Data:
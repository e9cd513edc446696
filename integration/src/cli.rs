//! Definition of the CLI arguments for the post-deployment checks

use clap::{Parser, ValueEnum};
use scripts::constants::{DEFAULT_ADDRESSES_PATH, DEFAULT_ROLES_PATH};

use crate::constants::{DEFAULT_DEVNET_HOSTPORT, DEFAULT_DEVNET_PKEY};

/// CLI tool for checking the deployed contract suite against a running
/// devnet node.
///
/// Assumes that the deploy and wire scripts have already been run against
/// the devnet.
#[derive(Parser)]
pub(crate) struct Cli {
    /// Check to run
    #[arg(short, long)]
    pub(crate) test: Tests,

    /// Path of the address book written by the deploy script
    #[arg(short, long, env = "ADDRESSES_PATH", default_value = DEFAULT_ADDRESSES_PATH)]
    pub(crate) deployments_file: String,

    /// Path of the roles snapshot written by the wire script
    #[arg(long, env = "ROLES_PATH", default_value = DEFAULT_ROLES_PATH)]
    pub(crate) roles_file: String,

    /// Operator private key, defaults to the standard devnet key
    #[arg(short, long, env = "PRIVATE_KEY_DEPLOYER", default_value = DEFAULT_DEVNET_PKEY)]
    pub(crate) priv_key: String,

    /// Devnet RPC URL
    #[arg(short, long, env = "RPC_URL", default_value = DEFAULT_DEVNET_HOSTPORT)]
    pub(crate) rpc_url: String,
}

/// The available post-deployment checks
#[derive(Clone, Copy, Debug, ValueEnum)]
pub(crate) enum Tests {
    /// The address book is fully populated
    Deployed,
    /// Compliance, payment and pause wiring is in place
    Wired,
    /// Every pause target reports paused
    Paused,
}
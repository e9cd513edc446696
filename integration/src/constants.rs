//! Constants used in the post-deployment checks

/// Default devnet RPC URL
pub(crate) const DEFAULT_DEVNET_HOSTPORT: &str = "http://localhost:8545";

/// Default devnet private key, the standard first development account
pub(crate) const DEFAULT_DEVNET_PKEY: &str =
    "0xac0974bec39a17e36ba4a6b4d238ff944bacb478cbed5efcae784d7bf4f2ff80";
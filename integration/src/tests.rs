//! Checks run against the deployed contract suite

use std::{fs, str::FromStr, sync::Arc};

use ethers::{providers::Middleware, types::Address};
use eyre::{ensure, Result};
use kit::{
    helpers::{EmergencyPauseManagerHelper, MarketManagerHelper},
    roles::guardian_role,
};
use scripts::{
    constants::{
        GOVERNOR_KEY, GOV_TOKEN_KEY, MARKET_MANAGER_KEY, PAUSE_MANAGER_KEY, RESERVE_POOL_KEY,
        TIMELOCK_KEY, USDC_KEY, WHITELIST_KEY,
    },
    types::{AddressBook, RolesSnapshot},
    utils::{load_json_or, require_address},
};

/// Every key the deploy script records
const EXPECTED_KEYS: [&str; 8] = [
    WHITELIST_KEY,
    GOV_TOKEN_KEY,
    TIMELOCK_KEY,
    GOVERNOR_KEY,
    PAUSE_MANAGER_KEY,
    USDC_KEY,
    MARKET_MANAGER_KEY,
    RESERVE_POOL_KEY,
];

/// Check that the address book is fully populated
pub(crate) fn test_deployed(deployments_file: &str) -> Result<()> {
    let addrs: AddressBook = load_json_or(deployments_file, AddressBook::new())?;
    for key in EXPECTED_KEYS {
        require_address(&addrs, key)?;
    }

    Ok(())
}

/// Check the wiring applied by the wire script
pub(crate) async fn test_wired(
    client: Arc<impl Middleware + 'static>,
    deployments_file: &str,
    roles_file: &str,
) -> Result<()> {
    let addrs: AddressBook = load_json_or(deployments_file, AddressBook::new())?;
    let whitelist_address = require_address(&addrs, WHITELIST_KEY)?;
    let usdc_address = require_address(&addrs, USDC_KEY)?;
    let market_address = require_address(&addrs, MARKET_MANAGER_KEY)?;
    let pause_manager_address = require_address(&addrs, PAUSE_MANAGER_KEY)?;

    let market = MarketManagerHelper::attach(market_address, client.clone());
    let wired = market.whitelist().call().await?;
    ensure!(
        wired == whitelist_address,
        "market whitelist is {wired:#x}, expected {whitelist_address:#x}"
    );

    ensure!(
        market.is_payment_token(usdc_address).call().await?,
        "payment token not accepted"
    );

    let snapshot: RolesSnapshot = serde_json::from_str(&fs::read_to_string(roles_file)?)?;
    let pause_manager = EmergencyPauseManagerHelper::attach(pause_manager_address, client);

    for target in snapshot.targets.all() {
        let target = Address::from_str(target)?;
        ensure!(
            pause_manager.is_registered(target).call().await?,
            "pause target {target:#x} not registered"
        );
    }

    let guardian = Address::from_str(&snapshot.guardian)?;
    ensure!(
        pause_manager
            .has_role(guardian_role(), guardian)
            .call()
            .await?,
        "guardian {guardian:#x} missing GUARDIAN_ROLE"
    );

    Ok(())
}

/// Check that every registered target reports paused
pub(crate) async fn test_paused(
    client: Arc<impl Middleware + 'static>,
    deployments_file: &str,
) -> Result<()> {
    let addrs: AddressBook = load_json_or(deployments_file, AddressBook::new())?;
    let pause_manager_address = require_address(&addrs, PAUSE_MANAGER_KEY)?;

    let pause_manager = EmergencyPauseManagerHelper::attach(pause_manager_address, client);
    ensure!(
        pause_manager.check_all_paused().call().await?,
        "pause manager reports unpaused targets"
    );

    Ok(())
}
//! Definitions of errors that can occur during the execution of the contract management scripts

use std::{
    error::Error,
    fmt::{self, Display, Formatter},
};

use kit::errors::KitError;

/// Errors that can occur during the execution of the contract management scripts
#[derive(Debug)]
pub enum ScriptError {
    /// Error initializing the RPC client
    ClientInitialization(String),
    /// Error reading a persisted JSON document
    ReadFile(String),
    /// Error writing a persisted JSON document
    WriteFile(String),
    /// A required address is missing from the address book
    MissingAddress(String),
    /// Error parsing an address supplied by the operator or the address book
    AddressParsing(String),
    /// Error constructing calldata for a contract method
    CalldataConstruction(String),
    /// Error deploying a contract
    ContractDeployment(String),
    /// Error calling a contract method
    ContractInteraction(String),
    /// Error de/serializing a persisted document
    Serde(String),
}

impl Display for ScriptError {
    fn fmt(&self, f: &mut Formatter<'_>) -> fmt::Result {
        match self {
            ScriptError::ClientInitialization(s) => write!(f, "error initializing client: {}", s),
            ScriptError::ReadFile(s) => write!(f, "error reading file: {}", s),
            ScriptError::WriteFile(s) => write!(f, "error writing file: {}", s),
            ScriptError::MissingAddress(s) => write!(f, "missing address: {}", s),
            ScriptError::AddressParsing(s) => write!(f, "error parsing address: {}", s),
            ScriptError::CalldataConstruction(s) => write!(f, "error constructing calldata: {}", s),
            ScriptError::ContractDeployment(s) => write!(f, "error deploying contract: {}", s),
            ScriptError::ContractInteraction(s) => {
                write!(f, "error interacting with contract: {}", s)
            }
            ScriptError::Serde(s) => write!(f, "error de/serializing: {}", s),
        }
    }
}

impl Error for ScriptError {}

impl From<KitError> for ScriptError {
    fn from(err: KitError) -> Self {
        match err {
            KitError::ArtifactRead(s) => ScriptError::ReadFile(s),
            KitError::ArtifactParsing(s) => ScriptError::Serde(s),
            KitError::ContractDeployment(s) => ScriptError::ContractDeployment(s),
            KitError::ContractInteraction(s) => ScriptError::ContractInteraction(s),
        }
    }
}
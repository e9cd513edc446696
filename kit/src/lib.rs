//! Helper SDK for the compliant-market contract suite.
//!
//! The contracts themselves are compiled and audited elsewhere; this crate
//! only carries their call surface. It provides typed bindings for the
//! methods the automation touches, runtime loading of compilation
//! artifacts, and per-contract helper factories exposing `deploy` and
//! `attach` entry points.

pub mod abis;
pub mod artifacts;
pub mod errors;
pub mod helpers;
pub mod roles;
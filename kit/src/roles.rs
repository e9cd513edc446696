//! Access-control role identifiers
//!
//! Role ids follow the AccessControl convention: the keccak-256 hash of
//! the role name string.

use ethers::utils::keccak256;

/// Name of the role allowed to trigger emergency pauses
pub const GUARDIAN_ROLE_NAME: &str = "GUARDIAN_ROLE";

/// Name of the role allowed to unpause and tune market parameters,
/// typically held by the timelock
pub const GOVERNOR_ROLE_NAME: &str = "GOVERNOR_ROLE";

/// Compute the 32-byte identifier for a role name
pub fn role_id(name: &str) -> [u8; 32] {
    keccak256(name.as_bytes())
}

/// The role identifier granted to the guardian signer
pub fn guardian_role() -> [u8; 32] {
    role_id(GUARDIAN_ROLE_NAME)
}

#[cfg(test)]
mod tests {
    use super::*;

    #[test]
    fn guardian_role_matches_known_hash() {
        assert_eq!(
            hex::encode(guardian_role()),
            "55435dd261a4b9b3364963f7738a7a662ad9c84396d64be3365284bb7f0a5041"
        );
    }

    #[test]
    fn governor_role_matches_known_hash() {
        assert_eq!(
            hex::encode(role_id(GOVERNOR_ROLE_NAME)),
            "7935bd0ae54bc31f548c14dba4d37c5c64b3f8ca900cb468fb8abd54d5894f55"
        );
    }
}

Task objective:
Quote only the stretch of lines that starts the data above and ends with the line containing "Default devnet RPC URL", both included.

Task result:
repository e9cd513edc446696
filename integration/src/cli.rs
//! Definition of the CLI arguments for the post-deployment checks

use clap::{Parser, ValueEnum};
use scripts::constants::{DEFAULT_ADDRESSES_PATH, DEFAULT_ROLES_PATH};

use crate::constants::{DEFAULT_DEVNET_HOSTPORT, DEFAULT_DEVNET_PKEY};

/// CLI tool for checking the deployed contract suite against a running
/// devnet node.
///
/// Assumes that the deploy and wire scripts have already been run against
/// the devnet.
#[derive(Parser)]
pub(crate) struct Cli {
    /// Check to run
    #[arg(short, long)]
    pub(crate) test: Tests,

    /// Path of the address book written by the deploy script
    #[arg(short, long, env = "ADDRESSES_PATH", default_value = DEFAULT_ADDRESSES_PATH)]
    pub(crate) deployments_file: String,

    /// Path of the roles snapshot written by the wire script
    #[arg(long, env = "ROLES_PATH", default_value = DEFAULT_ROLES_PATH)]
    pub(crate) roles_file: String,

    /// Operator private key, defaults to the standard devnet key
    #[arg(short, long, env = "PRIVATE_KEY_DEPLOYER", default_value = DEFAULT_DEVNET_PKEY)]
    pub(crate) priv_key: String,

    /// Devnet RPC URL
    #[arg(short, long, env = "RPC_URL", default_value = DEFAULT_DEVNET_HOSTPORT)]
    pub(crate) rpc_url: String,
}

/// The available post-deployment checks
#[derive(Clone, Copy, Debug, ValueEnum)]
pub(crate) enum Tests {
    /// The address book is fully populated
    Deployed,
    /// Compliance, payment and pause wiring is in place
    Wired,
    /// Every pause target reports paused
    Paused,
}
repository e9cd513edc446696
filename integration/src/constants.rs
//! Constants used in the post-deployment checks

/// Default devnet RPC URL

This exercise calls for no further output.